The term protofeminist is sometimes applied to a woman in a philosophical tradition anticipating modern feminist concepts, who lived in an era when the term "feminist" was unknown,[1] that is, prior to the 20th century.[2][3] The precise use of the term is disputed, 18th-century feminism and 19th-century feminism being also subsumed under "feminism" proper.

History

The utility of the term protofeminist is rejected by some modern scholars[4] as some do postfeminist.

Ancient Greece

Book five of Plato's The Republic discusses the role of women:

Are dogs divided into hes and shes, or do they both share equally in hunting and in keeping watch and in the other duties of dogs? Or do we entrust to the males the entire and exclusive care of the flocks, while we leave the females at home, under the idea that the bearing and suckling their puppies is labour enough for them?
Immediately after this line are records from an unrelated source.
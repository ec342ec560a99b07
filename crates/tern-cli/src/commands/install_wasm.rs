//! Emscripten SDK installer.
//!
//! Clones emsdk into the current directory and activates the latest
//! toolchain. Nothing is served afterwards.

use std::process::Stdio;

use tokio::process::Command;
use tracing::debug;

use crate::error::{CliError, Result};
use crate::ui;

pub const EMSDK_REPOSITORY: &str = "https://github.com/emscripten-core/emsdk.git";

/// Shell script run by `--install-wasm`.
pub fn install_script() -> String {
    [
        "echo 'Installing emsdk'".to_string(),
        format!("git clone {}", EMSDK_REPOSITORY),
        "cd emsdk".to_string(),
        "./emsdk install latest".to_string(),
        "./emsdk activate latest".to_string(),
    ]
    .join(" && ")
}

pub async fn execute() -> Result<()> {
    ui::info("Installing the Emscripten SDK into ./emsdk");
    run_installer(&install_script()).await?;
    ui::success("Emscripten SDK installed. Run `source ./emsdk/emsdk_env.sh` to use it.");
    Ok(())
}

/// Run `script` under bash with the terminal attached.
pub async fn run_installer(script: &str) -> Result<()> {
    debug!(script, "running installer");
    let status = Command::new("bash")
        .arg("-c")
        .arg(script)
        .stdin(Stdio::null())
        .stdout(Stdio::inherit())
        .stderr(Stdio::inherit())
        .status()
        .await
        .map_err(|e| CliError::Install(format!("failed to start bash: {}", e)))?;

    if status.success() {
        Ok(())
    } else {
        Err(CliError::Install(match status.code() {
            Some(code) => format!("installer exited with status {}", code),
            None => "installer was terminated by a signal".to_string(),
        }))
    }
}

#[cfg(test)]
mod tests {
    use super::*;

    #[test]
    fn test_install_script_steps() {
        let script = install_script();
        assert!(script.starts_with("echo"));
        assert!(script.contains("git clone https://github.com/emscripten-core/emsdk.git"));
        let install = script.find("./emsdk install latest").unwrap();
        let activate = script.find("./emsdk activate latest").unwrap();
        assert!(install < activate);
    }

    #[tokio::test]
    async fn test_run_installer_success() {
        run_installer("true").await.unwrap();
    }

    #[tokio::test]
    async fn test_run_installer_reports_exit_code() {
        let err = run_installer("exit 3").await.unwrap_err();
        assert!(matches!(&err, CliError::Install(msg) if msg.contains("status 3")));
    }
}
//! Startup validation of a resolved [`ServerConfig`].

use std::path::Component;

use crate::error::{ConfigError, Result};
use crate::server::ServerConfig;

impl ServerConfig {
    /// Check the configuration against the filesystem.
    ///
    /// # Errors
    ///
    /// - the root does not exist or is not a directory
    /// - the port leaves no room for the live-reload port (`port + 1`)
    /// - an exclude dir is absolute or escapes the root
    pub fn validate(&self) -> Result<()> {
        if !self.root.exists() {
            return Err(ConfigError::RootNotFound(self.root.clone()));
        }
        if !self.root.is_dir() {
            return Err(ConfigError::RootNotDirectory(self.root.clone()));
        }

        if self.port == u16::MAX {
            return Err(ConfigError::InvalidValue {
                field: "port".to_string(),
                value: self.port.to_string(),
                hint: "The live-reload channel uses port + 1; choose a port below 65535"
                    .to_string(),
            });
        }

        for dir in &self.exclude_dirs {
            let escapes = dir
                .components()
                .any(|c| matches!(c, Component::ParentDir | Component::RootDir | Component::Prefix(_)));
            if escapes {
                return Err(ConfigError::InvalidValue {
                    field: "exclude_dirs".to_string(),
                    value: dir.display().to_string(),
                    hint: "Exclude dirs are relative to the project root and cannot contain '..'"
                        .to_string(),
                });
            }
        }

        Ok(())
    }
}
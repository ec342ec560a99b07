//! Resolved server configuration.

use std::path::{Path, PathBuf};

use serde::{Deserialize, Serialize};

use crate::types::{DiagnosticLevel, EsTarget};

/// Immutable server configuration, resolved once at startup.
///
/// Shared behind an `Arc` by every component; nothing mutates it after
/// [`ServerConfig::load`](crate::ServerConfig::load) returns.
#[derive(Debug, Clone, PartialEq, Eq, Serialize, Deserialize)]
pub struct ServerConfig {
    /// Project root being served. Never read from a config file.
    #[serde(skip)]
    pub root: PathBuf,

    /// HTTP port. The live-reload socket listens on `port + 1`.
    #[serde(default = "default_port")]
    pub port: u16,

    /// Watch served files and push reloads to connected browsers.
    #[serde(default)]
    pub watch: bool,

    /// Surface semantic diagnostics in the browser console.
    #[serde(default)]
    pub ts_diagnostics: DiagnosticLevel,

    /// Output language level.
    #[serde(default)]
    pub target: EsTarget,

    /// Answer unresolved paths with 404 instead of the entry document.
    #[serde(default)]
    pub disable_spa: bool,

    /// Directories (relative to the root) left out of static snapshots.
    #[serde(default)]
    pub exclude_dirs: Vec<PathBuf>,

    /// Quiet period before a burst of change events triggers a reload.
    #[serde(default = "default_debounce_ms")]
    pub debounce_ms: u64,
}

pub fn default_port() -> u16 {
    5000
}

pub fn default_debounce_ms() -> u64 {
    100
}

impl Default for ServerConfig {
    fn default() -> Self {
        Self {
            root: PathBuf::from("."),
            port: default_port(),
            watch: false,
            ts_diagnostics: DiagnosticLevel::None,
            target: EsTarget::default(),
            disable_spa: false,
            exclude_dirs: Vec::new(),
            debounce_ms: default_debounce_ms(),
        }
    }
}

impl ServerConfig {
    /// Configuration rooted at `root` with every other field defaulted.
    pub fn with_root(root: impl Into<PathBuf>) -> Self {
        Self {
            root: root.into(),
            ..Self::default()
        }
    }

    pub fn root(&self) -> &Path {
        &self.root
    }

    /// Port of the live-reload WebSocket listener.
    pub fn reload_port(&self) -> u16 {
        self.port.saturating_add(1)
    }

    pub fn spa_enabled(&self) -> bool {
        !self.disable_spa
    }

    /// Whether `relative` (a root-relative path) falls under an excluded directory.
    pub fn is_excluded(&self, relative: &Path) -> bool {
        self.exclude_dirs.iter().any(|dir| relative.starts_with(dir))
    }
}

#[cfg(test)]
mod tests {
    use super::*;

    #[test]
    fn test_defaults() {
        let config = ServerConfig::default();
        assert_eq!(config.port, 5000);
        assert_eq!(config.reload_port(), 5001);
        assert!(!config.watch);
        assert!(config.spa_enabled());
        assert_eq!(config.target, EsTarget::Es5);
        assert_eq!(config.ts_diagnostics, DiagnosticLevel::None);
    }

    #[test]
    fn test_is_excluded() {
        let config = ServerConfig {
            exclude_dirs: vec![PathBuf::from("vendor"), PathBuf::from("test/fixtures")],
            ..ServerConfig::default()
        };

        assert!(config.is_excluded(Path::new("vendor/lib.js")));
        assert!(config.is_excluded(Path::new("test/fixtures/a.ts")));
        assert!(!config.is_excluded(Path::new("test/unit.ts")));
        assert!(!config.is_excluded(Path::new("vendored.js")));
    }

    #[test]
    fn test_root_is_not_serialized() {
        let config = ServerConfig::with_root("/secret/path");
        let json = serde_json::to_value(&config).unwrap();
        assert!(json.get("root").is_none());
        assert_eq!(json["ts_diagnostics"], "none");
    }
}
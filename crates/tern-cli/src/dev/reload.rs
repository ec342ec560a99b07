//! Live-reload broadcast channel.
//!
//! Browsers connect over WebSocket to a second listener on `port + 1`. When a
//! watched file changes every connected client receives the literal message
//! `reload`. A client that cannot take the message is dropped from the
//! registry; the others are unaffected.

use std::collections::HashMap;
use std::fmt;
use std::future::Future;
use std::net::SocketAddr;
use std::sync::Arc;

use axum::{
    Router,
    extract::{
        ConnectInfo, State,
        ws::{Message, WebSocket, WebSocketUpgrade},
    },
    response::Response,
};
use parking_lot::RwLock;
use tokio::sync::mpsc;
use tracing::{debug, info, warn};

use crate::error::{CliError, Result};

/// Message sent to every client on a change.
pub const RELOAD_MESSAGE: &str = "reload";

/// Messages buffered per client before it counts as stalled.
const CLIENT_BUFFER: usize = 16;

/// Clients are keyed by their peer address; a reconnect from the same
/// address replaces the earlier entry.
pub type ClientId = SocketAddr;

/// Why a message did not reach a client.
#[derive(Debug, Clone, Copy, PartialEq, Eq)]
pub enum SendFailure {
    /// The connection task has gone away.
    Closed,
    /// The client stopped draining its queue.
    Stalled,
}

impl fmt::Display for SendFailure {
    fn fmt(&self, f: &mut fmt::Formatter<'_>) -> fmt::Result {
        match self {
            SendFailure::Closed => f.write_str("connection closed"),
            SendFailure::Stalled => f.write_str("client queue full"),
        }
    }
}

/// Outcome of one [`ReloadHub::notify_all`] call.
#[derive(Debug, Clone, Default, PartialEq, Eq)]
pub struct BroadcastReport {
    pub delivered: Vec<ClientId>,
    pub failed: Vec<(ClientId, SendFailure)>,
}

impl BroadcastReport {
    /// True when every registered client got the message.
    pub fn is_clean(&self) -> bool {
        self.failed.is_empty()
    }

    /// Log the broadcast: `info` always, one `warn` if anything failed.
    pub fn log(&self) {
        info!(
            delivered = self.delivered.len(),
            failed = self.failed.len(),
            "reload broadcast"
        );
        if !self.is_clean() {
            let failures = self
                .failed
                .iter()
                .map(|(client, reason)| format!("{client} ({reason})"))
                .collect::<Vec<_>>()
                .join(", ");
            warn!("dropped reload clients: {}", failures);
        }
    }
}

/// Registry of connected reload clients.
#[derive(Default)]
pub struct ReloadHub {
    clients: RwLock<HashMap<ClientId, mpsc::Sender<String>>>,
}

impl ReloadHub {
    pub fn new() -> Self {
        Self::default()
    }

    /// Add a client, replacing any earlier one with the same id.
    pub fn register(&self, id: ClientId, sender: mpsc::Sender<String>) {
        if self.clients.write().insert(id, sender).is_some() {
            debug!(client = %id, "replaced reload client");
        }
    }

    /// Register `id` with a fresh channel and hand back its receiving end.
    pub fn connect(&self, id: ClientId) -> mpsc::Receiver<String> {
        let (tx, rx) = mpsc::channel(CLIENT_BUFFER);
        self.register(id, tx);
        rx
    }

    pub fn unregister(&self, id: ClientId) -> bool {
        self.clients.write().remove(&id).is_some()
    }

    /// Remove `id` only if it is still registered with `sender`'s channel,
    /// so a closing connection never removes the one that replaced it.
    pub fn release(&self, id: ClientId, sender: &mpsc::WeakSender<String>) {
        let Some(sender) = sender.upgrade() else {
            return;
        };
        let mut clients = self.clients.write();
        if clients.get(&id).is_some_and(|current| current.same_channel(&sender)) {
            clients.remove(&id);
        }
    }

    pub fn client_count(&self) -> usize {
        self.clients.read().len()
    }

    /// Drop every client, ending their connections.
    pub fn close_all(&self) {
        self.clients.write().clear();
    }

    /// Send [`RELOAD_MESSAGE`] to every client.
    ///
    /// Never fails: each attempt is recorded in the report and clients that
    /// could not be reached are unregistered before returning.
    pub fn notify_all(&self) -> BroadcastReport {
        let clients: Vec<(ClientId, mpsc::Sender<String>)> = self
            .clients
            .read()
            .iter()
            .map(|(id, tx)| (*id, tx.clone()))
            .collect();

        let mut report = BroadcastReport::default();
        for (id, tx) in clients {
            match tx.try_send(RELOAD_MESSAGE.to_string()) {
                Ok(()) => report.delivered.push(id),
                Err(mpsc::error::TrySendError::Closed(_)) => {
                    report.failed.push((id, SendFailure::Closed))
                }
                Err(mpsc::error::TrySendError::Full(_)) => {
                    report.failed.push((id, SendFailure::Stalled))
                }
            }
        }

        if !report.failed.is_empty() {
            let mut clients = self.clients.write();
            for (id, _) in &report.failed {
                clients.remove(id);
            }
        }

        report
    }
}

/// Router for the reload listener: every path accepts a WebSocket upgrade.
pub fn reload_router(hub: Arc<ReloadHub>) -> Router {
    Router::new().fallback(handle_upgrade).with_state(hub)
}

/// Serve the reload listener on `addr` until `shutdown` resolves.
pub async fn serve_reload(
    hub: Arc<ReloadHub>,
    addr: SocketAddr,
    shutdown: impl Future<Output = ()> + Send + 'static,
) -> Result<()> {
    let listener = tokio::net::TcpListener::bind(addr)
        .await
        .map_err(|e| CliError::Server(format!("Failed to bind reload socket {}: {}", addr, e)))?;

    debug!(%addr, "reload listener bound");

    axum::serve(
        listener,
        reload_router(hub).into_make_service_with_connect_info::<SocketAddr>(),
    )
    .with_graceful_shutdown(shutdown)
    .await
    .map_err(|e| CliError::Server(format!("Reload server error: {}", e)))
}

async fn handle_upgrade(
    State(hub): State<Arc<ReloadHub>>,
    ConnectInfo(addr): ConnectInfo<SocketAddr>,
    ws: WebSocketUpgrade,
) -> Response {
    ws.on_upgrade(move |socket| handle_socket(socket, addr, hub))
}

async fn handle_socket(mut socket: WebSocket, addr: SocketAddr, hub: Arc<ReloadHub>) {
    let (tx, mut rx) = mpsc::channel(CLIENT_BUFFER);
    let handle = tx.downgrade();
    hub.register(addr, tx);
    debug!(client = %addr, "reload client connected");

    loop {
        tokio::select! {
            outgoing = rx.recv() => {
                let Some(text) = outgoing else { break };
                if socket.send(Message::Text(text.into())).await.is_err() {
                    break;
                }
            }
            incoming = socket.recv() => match incoming {
                Some(Ok(Message::Close(_))) | Some(Err(_)) | None => break,
                // Anything else the client says is ignored.
                Some(Ok(_)) => {}
            }
        }
    }

    hub.release(addr, &handle);
    debug!(client = %addr, "reload client disconnected");
}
The Republic states that women in Plato's ideal state should work alongside men, receive equal education and share equally in all aspects of the state. The sole exception involved women working in capacities which required less physical strength.[5]

Middle East

In the Middle East during the Middle Ages, an early effort to improve the status of women occurred during the early reforms under Islam, which granted women greater rights in marriage, divorce and inheritance.[6] Women were not accorded with such legal status in other cultures, including the West, until centuries later.[7] The Oxford Dictionary of Islam states that the general improvement of the status of Arab women included prohibition of female infanticide and recognizing women's full personhood.[8] "The dowry, previously regarded as a bride-price paid to the father, became a nuptial gift retained by the wife as part of her personal property."[6][9] Under Islamic law, marriage was no longer viewed as a "status" but rather as a "contract", in which the woman's consent was imperative.[6][8][9] "Women were given inheritance rights in a patriarchal society that had previously restricted inheritance to male relatives."[6] Annemarie Schimmel states that "compared to the pre-Islamic position of women, Islamic legislation meant an enormous progress; the woman has the right, at least according to the letter of the law, to administer the wealth she has brought into the family or has earned by her own work."[10]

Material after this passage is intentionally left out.